Greenbrier Village Settles Law Suit Alleging Unlawful Discrimination Against Families With Children In Violation Of Fair Housing Act
United States Attorney Andrew M. Luger today announced a settlement agreement between the United States, the Greenbrier Village Homeowner’s Association, Inc. (Greenbrier), and Gassen Company, Inc. (Gassen) and an individual Gassen employee to resolve a lawsuit filed on November 25, 2013. The lawsuit alleged that Greenbrier and Gassen unlawfully discriminated against residents with children by issuing and enforcing rules regarding the use of common areas at the Condominiums of Greenbrier Village. The settlement includes a commitment from Greenbrier to establish a new non-discrimination policy in accordance with the Fair Housing Act, pay a $10,000 penalty to the United States and pay $100,000 to six families that suffered as a result of the discrimination.
“Housing discrimination has no place in Minnesota,” said United States Attorney Andrew M. Luger. “This case reaffirms the long-held principle of our civil rights laws that families come in all shapes and sizes. Arbitrary rules that restrict the rights of children to enjoy the places where they live are not acceptable.”
“The Fair Housing Act prohibits housing providers from discriminating against families with children. This means more than just allowing those families to live at the property. It means giving these families fair access to the common areas and amenities,” said Acting Assistant Attorney General Vanita Gupta of the Civil Rights Division.
“Families with children have the right to live in condos that don’t meet federal requirements to qualify as housing for older persons,” said Gustavo Velasquez, HUD Assistant Secretary for Fair Housing and Equal Opportunity. “HUD is sending a clear message to homeowners associations and management companies that they must comply with the Fair Housing Act.”
According to the settlement agreement and documents filed in court, Greenbrier and Gassen allegedly engaged in a pattern of discrimination by creating and enforcing rules in a manner that prevented children from equal enjoyment of common areas and making statements that indicated a preference against families with children. The United States alleged that the defendants required children to be supervised at all times when in a common area, prohibited or unreasonably restricted children from using the common areas and selectively enforced the common area rules by issuing warnings and violation notices to residents with children, but not to adult residents engaging in the same activities.

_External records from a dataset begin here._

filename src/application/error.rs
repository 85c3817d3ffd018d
use std::error::Error as StdError;

use axum::{
    http::StatusCode,
    response::{IntoResponse, Response},
};
use thiserror::Error;

use crate::{cache::ExecuteError, infra::error::InfraError};

/// Diagnostic detail attached to error responses for the logging middleware.
#[derive(Debug, Clone)]
pub struct ErrorReport {
    pub source: &'static str,
    pub status: StatusCode,
    pub messages: Vec<String>,
}

impl ErrorReport {
    pub fn from_error(source: &'static str, status: StatusCode, error: &dyn StdError) -> Self {
        let mut messages = Vec::new();
        messages.push(error.to_string());
        let mut current = error.source();
        while let Some(inner) = current {
            messages.push(inner.to_string());
            current = inner.source();
        }
        Self {
            source,
            status,
            messages,
        }
    }

    pub fn from_message(
        source: &'static str,
        status: StatusCode,
        message: impl Into<String>,
    ) -> Self {
        Self {
            source,
            status,
            messages: vec![message.into()],
        }
    }

    pub fn attach(self, response: &mut Response) {
        response.extensions_mut().insert(self);
    }
}

/// An error ready to become an HTTP response: a terse public message plus a
/// detailed report for the logs.
#[derive(Debug)]
pub struct HttpError {
    status: StatusCode,
    public_message: &'static str,
    report: ErrorReport,
}

impl HttpError {
    pub fn new(
        source: &'static str,
        status: StatusCode,
        public_message: &'static str,
        detail: impl Into<String>,
    ) -> Self {
        let report = ErrorReport::from_message(source, status, detail);
        Self {
            status,
            public_message,
            report,
        }
    }

    pub fn from_error(
        source: &'static str,
        status: StatusCode,
        public_message: &'static str,
        error: &dyn StdError,
    ) -> Self {
        let report = ErrorReport::from_error(source, status, error);
        Self {
            status,
            public_message,
            report,
        }
    }
}

impl IntoResponse for HttpError {
    fn into_response(self) -> Response {
        let mut response = (self.status, self.public_message).into_response();
        self.report.attach(&mut response);
        response
    }
}

/// A faulting compile run maps to 500; the transport layer owns this
/// conversion, the cache layer only propagates.
impl From<ExecuteError> for HttpError {
    fn from(err: ExecuteError) -> Self {
        HttpError::from_error(
            "application::compile",
            StatusCode::INTERNAL_SERVER_ERROR,
            "Compilation failed",
            &err,
        )
    }
}

#[derive(Debug, Error)]
pub enum AppError {
    #[error(transparent)]
    Infra(#[from] InfraError),
    #[error("{0}")]
    Unexpected(String),
}

impl AppError {
    pub fn unexpected(message: impl Into<String>) -> Self {
        Self::Unexpected(message.into())
    }
}

#[cfg(test)]
mod tests {
    use super::*;

    #[test]
    fn error_report_collects_the_source_chain() {
        let io = std::io::Error::other("disk fell over");
        let infra = InfraError::from(io);
        let report =
            ErrorReport::from_error("test", StatusCode::INTERNAL_SERVER_ERROR, &infra);
        assert_eq!(report.messages.len(), 2);
        assert!(report.messages[1].contains("disk fell over"));
    }

    #[test]
    fn http_error_response_carries_the_report() {
        let err = HttpError::new("test", StatusCode::NOT_FOUND, "Not found", "detail");
        let response = err.into_response();
        assert_eq!(response.status(), StatusCode::NOT_FOUND);
        assert!(response.extensions().get::<ErrorReport>().is_some());
    }
}
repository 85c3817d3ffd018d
pub mod views;
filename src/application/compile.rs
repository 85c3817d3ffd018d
//! On-demand source compilation via the esbuild CLI.
//!
//! Preprocessed sources keep the mime type of their compiled counterparts,
//! so a `.ts` request is answered with `text/javascript` bytes produced by
//! a bundling pass over the requested entry file.

use std::path::{Path, PathBuf};
use std::time::Instant;

use async_trait::async_trait;
use bytes::Bytes;
use serde::Serialize;
use tokio::process::Command;
use tracing::{debug, info, warn};

use crate::cache::{HandlerError, QueryHandler, SourceQuery};

/// Loader inferred from the requested file extension.
#[derive(Debug, Clone, Copy, PartialEq, Eq, Serialize)]
#[serde(rename_all = "lowercase")]
pub enum Loader {
    Ts,
    Tsx,
    Jsx,
}

impl Loader {
    /// Map a request extension to its loader, `None` for plain assets.
    pub fn from_extension(extension: &str) -> Option<Self> {
        match extension {
            "ts" => Some(Self::Ts),
            "tsx" => Some(Self::Tsx),
            "jsx" => Some(Self::Jsx),
            _ => None,
        }
    }
}

/// One compile request. Structural content feeds the cache key, so every
/// field that changes the output must live here.
#[derive(Debug, Clone, Serialize)]
pub struct CompileQuery {
    pub path: PathBuf,
    pub loader: Loader,
    pub minify: bool,
}

impl SourceQuery for CompileQuery {
    fn source_path(&self) -> &Path {
        &self.path
    }
}

/// Shells out to the esbuild binary and captures the bundled output from
/// stdout.
pub struct EsbuildCompiler {
    binary: PathBuf,
}

impl EsbuildCompiler {
    pub fn new(binary: PathBuf) -> Self {
        Self { binary }
    }
}

#[async_trait]
impl QueryHandler<CompileQuery> for EsbuildCompiler {
    async fn handle(&self, query: &CompileQuery) -> Result<Option<Bytes>, HandlerError> {
        let started = Instant::now();

        let mut command = Command::new(&self.binary);
        command.arg(&query.path).arg("--bundle");
        if query.minify {
            command.arg("--minify");
        }

        // Not being able to start the compiler at all is a fault; the
        // compiler rejecting the input is a designed no-output outcome.
        let output = command.output().await.map_err(|err| {
            HandlerError::with_source(
                format!("failed to run compiler `{}`", self.binary.display()),
                err,
            )
        })?;

        if !output.status.success() {
            warn!(
                path = %query.path.display(),
                exit = output.status.code().unwrap_or(-1),
                stderr = %String::from_utf8_lossy(&output.stderr),
                "compiler error"
            );
            return Ok(None);
        }

        if !output.stderr.is_empty() {
            debug!(
                path = %query.path.display(),
                stderr = %String::from_utf8_lossy(&output.stderr),
                "compiler diagnostics"
            );
        }

        info!(
            path = %query.path.display(),
            bytes = output.stdout.len(),
            elapsed_ms = started.elapsed().as_millis() as u64,
            "compiled source"
        );

        Ok(Some(Bytes::from(output.stdout)))
    }
}

#[cfg(test)]
mod tests {
    use super::*;
    use crate::cache::query_key;

    #[test]
    fn loader_maps_preprocessed_extensions_only() {
        assert_eq!(Loader::from_extension("ts"), Some(Loader::Ts));
        assert_eq!(Loader::from_extension("tsx"), Some(Loader::Tsx));
        assert_eq!(Loader::from_extension("jsx"), Some(Loader::Jsx));
        assert_eq!(Loader::from_extension("js"), None);
        assert_eq!(Loader::from_extension("css"), None);
    }

    #[test]
    fn query_key_changes_with_minify_flag() {
        let base = CompileQuery {
            path: PathBuf::from("src/app.ts"),
            loader: Loader::Ts,
            minify: false,
        };
        let minified = CompileQuery {
            minify: true,
            ..base.clone()
        };
        assert_ne!(query_key(&base).unwrap(), query_key(&minified).unwrap());
        assert_eq!(query_key(&base).unwrap(), query_key(&base.clone()).unwrap());
    }
}
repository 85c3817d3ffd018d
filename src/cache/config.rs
//! Cache configuration.
//!
//! The enable switch is injected into the executor rather than read from
//! ambient process state, so behavior is testable without mutating globals.
//! There is no per-request override.

use serde::Deserialize;

/// Cache configuration from `brezza.toml`.
#[derive(Debug, Clone, Deserialize)]
#[serde(default)]
pub struct CacheConfig {
    /// Enable the compile cache. When disabled the executor neither reads
    /// nor writes the store and every query runs the handler.
    pub enabled: bool,
}

impl Default for CacheConfig {
    fn default() -> Self {
        Self { enabled: true }
    }
}

impl From<&crate::config::CacheSettings> for CacheConfig {
    fn from(settings: &crate::config::CacheSettings) -> Self {
        Self {
            enabled: settings.enabled,
        }
    }
}

#[cfg(test)]
mod tests {
    use super::*;

    #[test]
    fn enabled_by_default() {
        assert!(CacheConfig::default().enabled);
    }
}
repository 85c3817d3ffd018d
pub mod compile;
pub mod error;
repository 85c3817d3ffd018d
mod middleware;
mod public;

pub use middleware::{RequestContext, log_responses, set_request_context};
pub use public::{HttpState, build_router};
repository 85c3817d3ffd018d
//! Source file freshness.

use std::path::Path;

use time::OffsetDateTime;

/// Resolve the last-modified time of `path`.
///
/// Any stat failure (missing file, permission error, I/O fault) and any
/// platform without modification-time support degrades to "now". That is a
/// deliberate deny-cache-reuse policy, not error recovery left undone: an
/// unreadable source is treated as newer than anything cached, so the next
/// hit test fails and the handler runs. Nothing is surfaced to the caller.
pub async fn last_modified(path: &Path) -> OffsetDateTime {
    let now = OffsetDateTime::now_utc();
    match tokio::fs::metadata(path).await {
        Ok(metadata) => metadata.modified().map(OffsetDateTime::from).unwrap_or(now),
        Err(_) => now,
    }
}

#[cfg(test)]
mod tests {
    use std::path::Path;
    use std::time::Duration;

    use super::*;

    #[tokio::test]
    async fn existing_file_reports_its_mtime() {
        let dir = tempfile::tempdir().unwrap();
        let path = dir.path().join("app.ts");
        std::fs::write(&path, "export const x = 1").unwrap();

        let before = OffsetDateTime::now_utc();
        tokio::time::sleep(Duration::from_millis(20)).await;

        let observed = last_modified(&path).await;
        // mtime of a file written before the call never lands in the future.
        assert!(observed <= OffsetDateTime::now_utc());
        assert!(observed >= before - time::Duration::seconds(60));
    }

    #[tokio::test]
    async fn missing_file_degrades_to_now() {
        let before = OffsetDateTime::now_utc();
        let observed = last_modified(Path::new("/nonexistent/brezza/app.ts")).await;
        let after = OffsetDateTime::now_utc();
        assert!(observed >= before);
        assert!(observed <= after);
    }

    #[tokio::test]
    async fn missing_file_is_never_older_than_an_existing_cache_stamp() {
        // The "now" fallback must compare as fresher than any mtime stamped
        // in the past, which is what forces the miss.
        let stamped = OffsetDateTime::now_utc() - time::Duration::seconds(5);
        let observed = last_modified(Path::new("/nonexistent/brezza/app.ts")).await;
        assert!(observed > stamped);
    }
}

According to the settlement agreement, at least six families suffered as a result of Greenbrier and Gassen’s alleged discrimination. Greenbrier agreed to a financial settlement with each of the families, totaling $100,000. Greenbrier will also adopt and implement a new anti-discrimination policy, its board members and staff will undergo training on the Fair Housing Act, with a specific emphasis on discrimination on the basis of familial status, and Greenbrier will pay a civil penalty to the United States.
Assistant U.S. Attorneys Bahram Samie and Ana Voss and attorneys from the Department of Justice Civil Rights Division handled this matter for the United States.
U.S. Attorney Luger thanked the Office of Fair Housing and Equal Opportunity at the United States Department of Housing and Urban Development for assisting in the investigation.